To vaccinate, or not to vaccinate …?

FMH
Édition
2020/49
DOI:
https://doi.org/10.4414/bms.2020.19430
Bull Med Suisses. 2020;101(49):1637

Affiliations
Dr méd., membre du Comité central de la FMH, responsable du département Santé publique et professions de la santé

Publié le 02.12.2020

Un vaccin contre la Covid-19 se doit premièrement d’être sûr, deuxièmement d’être sûr, troisièmement d’être sûr, et quatrièmement d’être efficace. Pourquoi la sécurité doit-elle peser si lourd dans la balance? Une raison essentielle est que pour 90% de la population, une infection va connaître une évolution bénigne, et ce d’autant plus que la personne sera jeune. Il faut en tenir compte lorsqu’on évalue l’opportunité de vacciner le personnel de soins, qui, tant du point de vue de l’âge que de l’état de santé général, n’appartient pas à un groupe à risque susceptible d’évoluer vers une forme grave de la maladie. Tout problème de sécurité aurait pour effet potentiel de discréditer la vaccination en tant que telle, ce qui d’un point de vue de santé publique reviendrait à se tirer une balle dans le pied. J’écris cela en sachant que le temps presse et que la ­sécurité absolue n’existe pas. Il n’en reste pas moins ­exclu que nous jetions par-dessus bord les normes en vigueur en matière de sécurité vaccinale. Il faut au moins six mois d’observation après un vaccin pour évaluer les risques de réaction auto-immune. Et la complexité augmente encore dès lors qu’il est question de piqûres de rappel…
Toute question en matière de sécurité soulève également la question de la responsabilité. Impossible de mener des entretiens individuels avec chaque patient et d’obtenir son consentement éclairé en cas de vaccination de masse. Qui porterait le chapeau en cas de problème? Les fabricants, on le comprend, voudront endosser un degré de responsabilité aussi faible que possible. Une exigence exprimée en ce sens a déjà été rejetée par l’AEM au niveau européen. Comment la situation se présente-t-elle en Suisse? La responsabilité reviendrait-elle à la Confédération? Aux cantons?

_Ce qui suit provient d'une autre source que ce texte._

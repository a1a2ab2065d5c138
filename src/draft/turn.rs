//! Snake draft turn arithmetic
//!
//! Round 1 runs forward through the draft order, round 2 runs backward,
//! and the direction keeps alternating from there.

use serde::Serialize;

/// Whose turn a given pick index belongs to
#[derive(Debug, Clone, Copy, PartialEq, Eq, Serialize)]
pub struct Turn {
    /// 1-based round
    pub round: usize,
    /// Index into the draft order, in `[0, member_count)`
    pub picker_index: usize,
    /// 0-based absolute pick index this turn was computed for
    pub pick_index: usize,
}

impl Turn {
    /// 1-based absolute pick number
    pub fn pick_number(&self) -> usize {
        self.pick_index + 1
    }
}

/// Compute the turn for `pick_index`.
///
/// `member_count` must be at least one; use [`try_compute_turn`] when the
/// count comes from untrusted state.
pub fn compute_turn(pick_index: usize, member_count: usize) -> Turn {
    debug_assert!(member_count > 0, "member_count must be positive");

    let round = pick_index / member_count + 1;
    let position = pick_index % member_count;
    let picker_index = if round % 2 == 1 {
        position
    } else {
        member_count - 1 - position
    };

    Turn {
        round,
        picker_index,
        pick_index,
    }
}

/// Checked variant of [`compute_turn`], `None` for an empty draft order.
pub fn try_compute_turn(pick_index: usize, member_count: usize) -> Option<Turn> {
    (member_count > 0).then(|| compute_turn(pick_index, member_count))
}

/// Picks needed to complete a draft
pub fn total_picks(member_count: usize, picks_per_member: usize) -> usize {
    member_count * picks_per_member
}

/// Picker indices for every pick of a `rounds`-round draft
pub fn snake_sequence(member_count: usize, rounds: usize) -> Vec<usize> {
    if member_count == 0 {
        return Vec::new();
    }
    (0..total_picks(member_count, rounds))
        .map(|index| compute_turn(index, member_count).picker_index)
        .collect()
}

Dans l’actuelle situation de pandémie, il n’est pas envisageable que les médecins assument la responsabilité des accidents par le biais de leur assurance professionnelle, surtout s’ils vaccinent dans le cadre d’une campagne publique, et qu’il n’existe pas d’informations fiables quant aux effets secondaires immédiats ou à long terme qu’ils puissent fournir à leurs patients.
Quant à la question de l’efficacité: dans quelles quantités et avec quel niveau d’adéquation notre corps formerait-t-il des anticorps contre les antigènes générés par nos cellules suite à un vaccin à ARN messager? ­Fabriquerait-il des anticorps contre les vecteurs d’un vaccin vectorisé? A quelles réactions faut-il s’attendre? Des rappels seraient-ils possibles, resteraient-ils sans effet, ou induiraient-ils des effets indésirables? Contrairement à ces vaccins de type nouveau, ceux reposant sur la technique éprouvée des protéines recombinantes nécessitent du temps pour leur mise au point, car il est impossible d’accélérer les processus biologiques qui les fondent. Et si les vaccins recombinants ont prouvé leur efficacité pour les personnes jeunes, il n’en va pas toujours ainsi pour les personnes âgées. Il faut donc répondre à la question suivante: les vaccins à ARN messager fonctionneront-ils mieux ou moins bien que les vaccins traditionnels, surtout pour les personnes âgées et pour les groupes à risque? Comment définissons-nous l’efficacité: faut-il exiger une protection généralisée, à savoir que le vaccin protège de toute contagion et prévienne toute transmission, ou est-ce assez si le vaccin prévient les formes graves de la maladie et réduit significativement le nombre d’hospitali­sations et de décès? Il nous faut répondre à ces questions si nous voulons pouvoir peser en connaissance de cause les avantages et les risques de chaque vaccin. Sans parler de la question – importante – de la logistique, avec la nécessité de maintenir des températures de –20, voire –70 °C pour conserver certains vaccins. Quelles seront leurs durées de conservation, à quelle température faudra-t-il les stocker? Seront-ils livrés en seringues prêtes à l’emploi? Quels concepts logistiques faudra-t-il élaborer pour les cabinets, les EMS, les hôpitaux? Les questions restent nombreuses. C’est pourquoi il convient de viser en tout premier lieu une vaccination des personnes à risques, de manière à éviter une surcharge du système de soins, plutôt qu’une vaccination de masse dans l’idée d’induire une immunité de groupe.